Stored data –
---

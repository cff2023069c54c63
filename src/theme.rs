use crate::config::{DisplayConfig, ThemeName};
use colored::{Color, ColoredString, Colorize};
use serde::{Deserialize, Serialize};
use tracing::warn;

/// A terminal color as written in the config file.
///
/// Accepts the names `colored` knows (`"red"`, `"bright black"`, `"bright_black"`)
/// and `#rrggbb` hex values. Anything else falls back to white.
#[derive(Debug, Clone, Copy, PartialEq, Eq, Serialize, Deserialize)]
#[serde(into = "String", from = "String")]
pub struct ColorName(Color);

impl ColorName {
    pub fn color(self) -> Color {
        self.0
    }
}

impl From<ColorName> for String {
    fn from(name: ColorName) -> Self {
        let text = match name.0 {
            Color::Black => "black",
            Color::Red => "red",
            Color::Green => "green",
            Color::Yellow => "yellow",
            Color::Blue => "blue",
            Color::Magenta => "magenta",
            Color::Cyan => "cyan",
            Color::White => "white",
            Color::BrightBlack => "bright black",
            Color::BrightRed => "bright red",
            Color::BrightGreen => "bright green",
            Color::BrightYellow => "bright yellow",
            Color::BrightBlue => "bright blue",
            Color::BrightMagenta => "bright magenta",
            Color::BrightCyan => "bright cyan",
            Color::BrightWhite => "bright white",
            Color::TrueColor { r, g, b } => return format!("#{:02x}{:02x}{:02x}", r, g, b),
        };
        text.to_string()
    }
}

impl From<String> for ColorName {
    fn from(text: String) -> Self {
        match parse_color(&text) {
            Some(color) => ColorName(color),
            None => {
                warn!(color = %text, "unknown color name, using white");
                ColorName(Color::White)
            }
        }
    }
}

impl From<Color> for ColorName {
    fn from(color: Color) -> Self {
        ColorName(color)
    }
}

fn parse_color(text: &str) -> Option<Color> {
    let text = text.trim();
    if let Some(hex) = text.strip_prefix('#') {
        if hex.len() != 6 {
            return None;
        }
        let channel = |i: usize| hex.get(i..i + 2).and_then(|h| u8::from_str_radix(h, 16).ok());
        return Some(Color::TrueColor {
            r: channel(0)?,
            g: channel(2)?,
            b: channel(4)?,
        });
    }
    text.replace(['_', '-'], " ").parse().ok()
}

#[derive(Debug, Clone, Default, PartialEq, Serialize, Deserialize)]
#[serde(default)]
pub struct ColorScheme {
    #[serde(skip_serializing_if = "Option::is_none")]
    pub foreground: Option<ColorName>,
    #[serde(skip_serializing_if = "Option::is_none")]
    pub background: Option<ColorName>,
    pub bold: bool,
    pub underline: bool,
}

/// Per-element replacements from the `[display.colors]` config table.
#[derive(Debug, Clone, Default, PartialEq, Serialize, Deserialize)]
#[serde(default)]
pub struct ThemeOverrides {
    #[serde(skip_serializing_if = "Option::is_none")]
    pub header: Option<ColorScheme>,
    #[serde(skip_serializing_if = "Option::is_none")]
    pub title: Option<ColorScheme>,
    #[serde(skip_serializing_if = "Option::is_none")]
    pub confidence_high: Option<ColorScheme>,
    #[serde(skip_serializing_if = "Option::is_none")]
    pub confidence_low: Option<ColorScheme>,
    #[serde(skip_serializing_if = "Option::is_none")]
    pub bad_example: Option<ColorScheme>,
    #[serde(skip_serializing_if = "Option::is_none")]
    pub solution: Option<ColorScheme>,
    #[serde(skip_serializing_if = "Option::is_none")]
    pub fix: Option<ColorScheme>,
    #[serde(skip_serializing_if = "Option::is_none")]
    pub muted: Option<ColorScheme>,
}

#[derive(Debug, Clone, PartialEq)]
pub struct Theme {
    pub header: ColorScheme,
    pub title: ColorScheme,
    pub confidence_high: ColorScheme,
    pub confidence_low: ColorScheme,
    pub bad_example: ColorScheme,
    pub solution: ColorScheme,
    pub fix: ColorScheme,
    pub muted: ColorScheme,
}

fn fg(color: Color, bold: bool) -> ColorScheme {
    ColorScheme {
        foreground: Some(color.into()),
        background: None,
        bold,
        underline: false,
    }
}

fn replace(slot: &mut ColorScheme, replacement: &Option<ColorScheme>) {
    if let Some(scheme) = replacement {
        *slot = scheme.clone();
    }
}

impl Default for Theme {
    fn default() -> Self {
        Self {
            header: fg(Color::Blue, true),
            title: fg(Color::Yellow, true),
            confidence_high: fg(Color::Green, true),
            confidence_low: fg(Color::Yellow, false),
            bad_example: fg(Color::Red, false),
            solution: fg(Color::Green, false),
            fix: fg(Color::Cyan, false),
            muted: fg(Color::BrightBlack, false),
        }
    }
}

impl Theme {
    /// Preset named in the config with any `[display.colors]` entries laid over it.
    pub fn from_config(display: &DisplayConfig) -> Self {
        let mut theme = Self::from_name(display.theme);
        theme.apply_overrides(&display.colors);
        theme
    }

    pub fn from_name(name: ThemeName) -> Self {
        match name {
            ThemeName::Dark => Self::dark(),
            ThemeName::Light => Self::light(),
            ThemeName::Monochrome => Self::monochrome(),
        }
    }

    pub fn dark() -> Self {
        Self::default()
    }

    pub fn light() -> Self {
        Self {
            header: fg(Color::BrightBlue, true),
            title: fg(Color::Magenta, true),
            confidence_high: fg(Color::Green, true),
            confidence_low: fg(Color::Magenta, false),
            bad_example: fg(Color::BrightRed, false),
            solution: fg(Color::BrightGreen, false),
            fix: fg(Color::Blue, false),
            muted: fg(Color::Black, false),
        }
    }

    pub fn monochrome() -> Self {
        Self {
            header: ColorScheme {
                bold: true,
                underline: true,
                ..Default::default()
            },
            title: ColorScheme {
                bold: true,
                ..Default::default()
            },
            confidence_high: ColorScheme {
                bold: true,
                ..Default::default()
            },
            confidence_low: ColorScheme::default(),
            bad_example: ColorScheme::default(),
            solution: ColorScheme::default(),
            fix: ColorScheme {
                underline: true,
                ..Default::default()
            },
            muted: ColorScheme::default(),
        }
    }

    pub fn apply_overrides(&mut self, overrides: &ThemeOverrides) {
        replace(&mut self.header, &overrides.header);
        replace(&mut self.title, &overrides.title);
        replace(&mut self.confidence_high, &overrides.confidence_high);
        replace(&mut self.confidence_low, &overrides.confidence_low);
        replace(&mut self.bad_example, &overrides.bad_example);
        replace(&mut self.solution, &overrides.solution);
        replace(&mut self.fix, &overrides.fix);
        replace(&mut self.muted, &overrides.muted);
    }

    /// Color for a confidence badge.
    pub fn confidence(&self, confidence: f64) -> &ColorScheme {
        if confidence >= 0.8 {
            &self.confidence_high
        } else {
            &self.confidence_low
        }
    }
}

impl ColorScheme {
    pub fn apply(&self, text: &str) -> ColoredString {
        let mut colored_text: ColoredString = text.into();

        if let Some(fg) = self.foreground {
            colored_text = colored_text.color(fg.color());
        }
        if let Some(bg) = self.background {
            colored_text = colored_text.on_color(bg.color());
        }
        if self.bold {
            colored_text = colored_text.bold();
        }
        if self.underline {
            colored_text = colored_text.underline();
        }

        colored_text
    }
}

---

ASSIGNMENT – What is needed is an exact copy of all the records above.

SOLUTION TO THIS EXERCISE –
repository cff2023069c54c63
filename src/theme.rs
use crate::config::{DisplayConfig, ThemeName};
use colored::{Color, ColoredString, Colorize};
use serde::{Deserialize, Serialize};
use tracing::warn;

/// A terminal color as written in the config file.
///
/// Accepts the names `colored` knows (`"red"`, `"bright black"`, `"bright_black"`)
/// and `#rrggbb` hex values. Anything else falls back to white.
#[derive(Debug, Clone, Copy, PartialEq, Eq, Serialize, Deserialize)]
#[serde(into = "String", from = "String")]
pub struct ColorName(Color);

impl ColorName {
    pub fn color(self) -> Color {
        self.0
    }
}

impl From<ColorName> for String {
    fn from(name: ColorName) -> Self {
        let text = match name.0 {
            Color::Black => "black",
            Color::Red => "red",
            Color::Green => "green",
            Color::Yellow => "yellow",
            Color::Blue => "blue",
            Color::Magenta => "magenta",
            Color::Cyan => "cyan",
            Color::White => "white",
            Color::BrightBlack => "bright black",
            Color::BrightRed => "bright red",
            Color::BrightGreen => "bright green",
            Color::BrightYellow => "bright yellow",
            Color::BrightBlue => "bright blue",
            Color::BrightMagenta => "bright magenta",
            Color::BrightCyan => "bright cyan",
            Color::BrightWhite => "bright white",
            Color::TrueColor { r, g, b } => return format!("#{:02x}{:02x}{:02x}", r, g, b),
        };
        text.to_string()
    }
}

impl From<String> for ColorName {
    fn from(text: String) -> Self {
        match parse_color(&text) {
            Some(color) => ColorName(color),
            None => {
                warn!(color = %text, "unknown color name, using white");
                ColorName(Color::White)
            }
        }
    }
}

impl From<Color> for ColorName {
    fn from(color: Color) -> Self {
        ColorName(color)
    }
}

fn parse_color(text: &str) -> Option<Color> {
    let text = text.trim();
    if let Some(hex) = text.strip_prefix('#') {
        if hex.len() != 6 {
            return None;
        }
        let channel = |i: usize| hex.get(i..i + 2).and_then(|h| u8::from_str_radix(h, 16).ok());
        return Some(Color::TrueColor {
            r: channel(0)?,
            g: channel(2)?,
            b: channel(4)?,
        });
    }
    text.replace(['_', '-'], " ").parse().ok()
}

#[derive(Debug, Clone, Default, PartialEq, Serialize, Deserialize)]
#[serde(default)]
pub struct ColorScheme {
    #[serde(skip_serializing_if = "Option::is_none")]
    pub foreground: Option<ColorName>,
    #[serde(skip_serializing_if = "Option::is_none")]
    pub background: Option<ColorName>,
    pub bold: bool,
    pub underline: bool,
}

/// Per-element replacements from the `[display.colors]` config table.
#[derive(Debug, Clone, Default, PartialEq, Serialize, Deserialize)]
#[serde(default)]
pub struct ThemeOverrides {
    #[serde(skip_serializing_if = "Option::is_none")]
    pub header: Option<ColorScheme>,
    #[serde(skip_serializing_if = "Option::is_none")]
    pub title: Option<ColorScheme>,
    #[serde(skip_serializing_if = "Option::is_none")]
    pub confidence_high: Option<ColorScheme>,
    #[serde(skip_serializing_if = "Option::is_none")]
    pub confidence_low: Option<ColorScheme>,
    #[serde(skip_serializing_if = "Option::is_none")]
    pub bad_example: Option<ColorScheme>,
    #[serde(skip_serializing_if = "Option::is_none")]
    pub solution: Option<ColorScheme>,
    #[serde(skip_serializing_if = "Option::is_none")]
    pub fix: Option<ColorScheme>,
    #[serde(skip_serializing_if = "Option::is_none")]
    pub muted: Option<ColorScheme>,
}

#[derive(Debug, Clone, PartialEq)]
pub struct Theme {
    pub header: ColorScheme,
    pub title: ColorScheme,
    pub confidence_high: ColorScheme,
    pub confidence_low: ColorScheme,
    pub bad_example: ColorScheme,
    pub solution: ColorScheme,
    pub fix: ColorScheme,
    pub muted: ColorScheme,
}

fn fg(color: Color, bold: bool) -> ColorScheme {
    ColorScheme {
        foreground: Some(color.into()),
        background: None,
        bold,
        underline: false,
    }
}

fn replace(slot: &mut ColorScheme, replacement: &Option<ColorScheme>) {
    if let Some(scheme) = replacement {
        *slot = scheme.clone();
    }
}

impl Default for Theme {
    fn default() -> Self {
        Self {
            header: fg(Color::Blue, true),
            title: fg(Color::Yellow, true),
            confidence_high: fg(Color::Green, true),
            confidence_low: fg(Color::Yellow, false),
            bad_example: fg(Color::Red, false),
            solution: fg(Color::Green, false),
            fix: fg(Color::Cyan, false),
            muted: fg(Color::BrightBlack, false),
        }
    }
}

impl Theme {
    /// Preset named in the config with any `[display.colors]` entries laid over it.
    pub fn from_config(display: &DisplayConfig) -> Self {
        let mut theme = Self::from_name(display.theme);
        theme.apply_overrides(&display.colors);
        theme
    }

    pub fn from_name(name: ThemeName) -> Self {
        match name {
            ThemeName::Dark => Self::dark(),
            ThemeName::Light => Self::light(),
            ThemeName::Monochrome => Self::monochrome(),
        }
    }

    pub fn dark() -> Self {
        Self::default()
    }

    pub fn light() -> Self {
        Self {
            header: fg(Color::BrightBlue, true),
            title: fg(Color::Magenta, true),
            confidence_high: fg(Color::Green, true),
            confidence_low: fg(Color::Magenta, false),
            bad_example: fg(Color::BrightRed, false),
            solution: fg(Color::BrightGreen, false),
            fix: fg(Color::Blue, false),
            muted: fg(Color::Black, false),
        }
    }

    pub fn monochrome() -> Self {
        Self {
            header: ColorScheme {
                bold: true,
                underline: true,
                ..Default::default()
            },
            title: ColorScheme {
                bold: true,
                ..Default::default()
            },
            confidence_high: ColorScheme {
                bold: true,
                ..Default::default()
            },
            confidence_low: ColorScheme::default(),
            bad_example: ColorScheme::default(),
            solution: ColorScheme::default(),
            fix: ColorScheme {
                underline: true,
                ..Default::default()
            },
            muted: ColorScheme::default(),
        }
    }

    pub fn apply_overrides(&mut self, overrides: &ThemeOverrides) {
        replace(&mut self.header, &overrides.header);
        replace(&mut self.title, &overrides.title);
        replace(&mut self.confidence_high, &overrides.confidence_high);
        replace(&mut self.confidence_low, &overrides.confidence_low);
        replace(&mut self.bad_example, &overrides.bad_example);
        replace(&mut self.solution, &overrides.solution);
        replace(&mut self.fix, &overrides.fix);
        replace(&mut self.muted, &overrides.muted);
    }

    /// Color for a confidence badge.
    pub fn confidence(&self, confidence: f64) -> &ColorScheme {
        if confidence >= 0.8 {
            &self.confidence_high
        } else {
            &self.confidence_low
        }
    }
}

impl ColorScheme {
    pub fn apply(&self, text: &str) -> ColoredString {
        let mut colored_text: ColoredString = text.into();

        if let Some(fg) = self.foreground {
            colored_text = colored_text.color(fg.color());
        }
        if let Some(bg) = self.background {
            colored_text = colored_text.on_color(bg.color());
        }
        if self.bold {
            colored_text = colored_text.bold();
        }
        if self.underline {
            colored_text = colored_text.underline();
        }

        colored_text
    }
}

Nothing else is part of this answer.